◆ Prompt ◆
Your job is to write out each record precisely as it stands.

◆ Material for the task ◆

// Copyright (c) 2025 Ronan LE MEILLAT, SCTG Development
// This file is part of the modbus-sim project and is licensed under the
// SCTG Development Non-Commercial License v1.0 (see LICENSE.md for details).

//! Error types for the register store and its configuration
//!
//! Configuration errors are fatal at startup and name the offending field.
//! Register and lookup errors are request-time outcomes: the protocol adapter
//! turns them into Modbus exception codes or into no response at all.

use thiserror::Error;

use crate::registers::RegisterKind;

/// Errors raised while turning a startup configuration into a registry.
#[derive(Debug, Clone, PartialEq, Eq, Error)]
pub enum ConfigError {
    /// A device id specification is not a number or a valid `start-end` range.
    #[error("invalid device range '{spec}': {reason}")]
    InvalidRange { spec: String, reason: String },

    /// Two device specifications expand to the same device id.
    #[error("device {id} is declared more than once (in '{spec}')")]
    OverlappingDevice { id: u8, spec: String },

    /// A register literal cannot be stored in its bank.
    #[error("invalid value {value} for device {device}, {kind} address {address}")]
    InvalidRegisterValue {
        device: u8,
        kind: RegisterKind,
        address: String,
        value: String,
    },

    /// A register address key is not an integer in [0, 65535].
    #[error("invalid register address '{address}' for device {device}, {kind}")]
    InvalidRegisterAddress {
        device: u8,
        kind: RegisterKind,
        address: String,
    },

    /// The configuration carries a version tag this build does not understand.
    #[error("unsupported configuration version {0}")]
    UnsupportedVersion(u64),

    /// Neither a `registers` nor a `devices` section is present.
    #[error("configuration must contain either 'registers' or 'devices'")]
    MissingRegisters,
}

/// Errors returned by register writes.
#[derive(Debug, Clone, Copy, PartialEq, Eq, Error)]
pub enum RegisterError {
    #[error("register address {0} is outside 0..=65535")]
    OutOfRange(u32),

    #[error("{kind} bank cannot hold a {value} value")]
    TypeMismatch {
        kind: RegisterKind,
        value: &'static str,
    },
}

/// Errors returned by device lookups.
#[derive(Debug, Clone, Copy, PartialEq, Eq, Error)]
pub enum LookupError {
    #[error("device {0} is not configured")]
    NotFound(u8),
}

◆ Output of the task ◆
// Copyright (c) 2025 Ronan LE MEILLAT, SCTG Development
// This file is part of the modbus-sim project and is licensed under the
// SCTG Development Non-Commercial License v1.0 (see LICENSE.md for details).

//! Error types for the register store and its configuration
//!
//! Configuration errors are fatal at startup and name the offending field.
//! Register and lookup errors are request-time outcomes: the protocol adapter
//! turns them into Modbus exception codes or into no response at all.

use thiserror::Error;

use crate::registers::RegisterKind;

/// Errors raised while turning a startup configuration into a registry.
#[derive(Debug, Clone, PartialEq, Eq, Error)]
pub enum ConfigError {
    /// A device id specification is not a number or a valid `start-end` range.
    #[error("invalid device range '{spec}': {reason}")]
    InvalidRange { spec: String, reason: String },

    /// Two device specifications expand to the same device id.
    #[error("device {id} is declared more than once (in '{spec}')")]
    OverlappingDevice { id: u8, spec: String },

    /// A register literal cannot be stored in its bank.
    #[error("invalid value {value} for device {device}, {kind} address {address}")]
    InvalidRegisterValue {
        device: u8,
        kind: RegisterKind,
        address: String,
        value: String,
    },

    /// A register address key is not an integer in [0, 65535].
    #[error("invalid register address '{address}' for device {device}, {kind}")]
    InvalidRegisterAddress {
        device: u8,
        kind: RegisterKind,
        address: String,
    },

    /// The configuration carries a version tag this build does not understand.
    #[error("unsupported configuration version {0}")]
    UnsupportedVersion(u64),

    /// Neither a `registers` nor a `devices` section is present.
    #[error("configuration must contain either 'registers' or 'devices'")]
    MissingRegisters,
}

/// Errors returned by register writes.
#[derive(Debug, Clone, Copy, PartialEq, Eq, Error)]
pub enum RegisterError {
    #[error("register address {0} is outside 0..=65535")]
    OutOfRange(u32),

    #[error("{kind} bank cannot hold a {value} value")]
    TypeMismatch {
        kind: RegisterKind,
        value: &'static str,
    },
}

/// Errors returned by device lookups.
#[derive(Debug, Clone, Copy, PartialEq, Eq, Error)]
pub enum LookupError {
    #[error("device {0} is not configured")]
    NotFound(u8),
}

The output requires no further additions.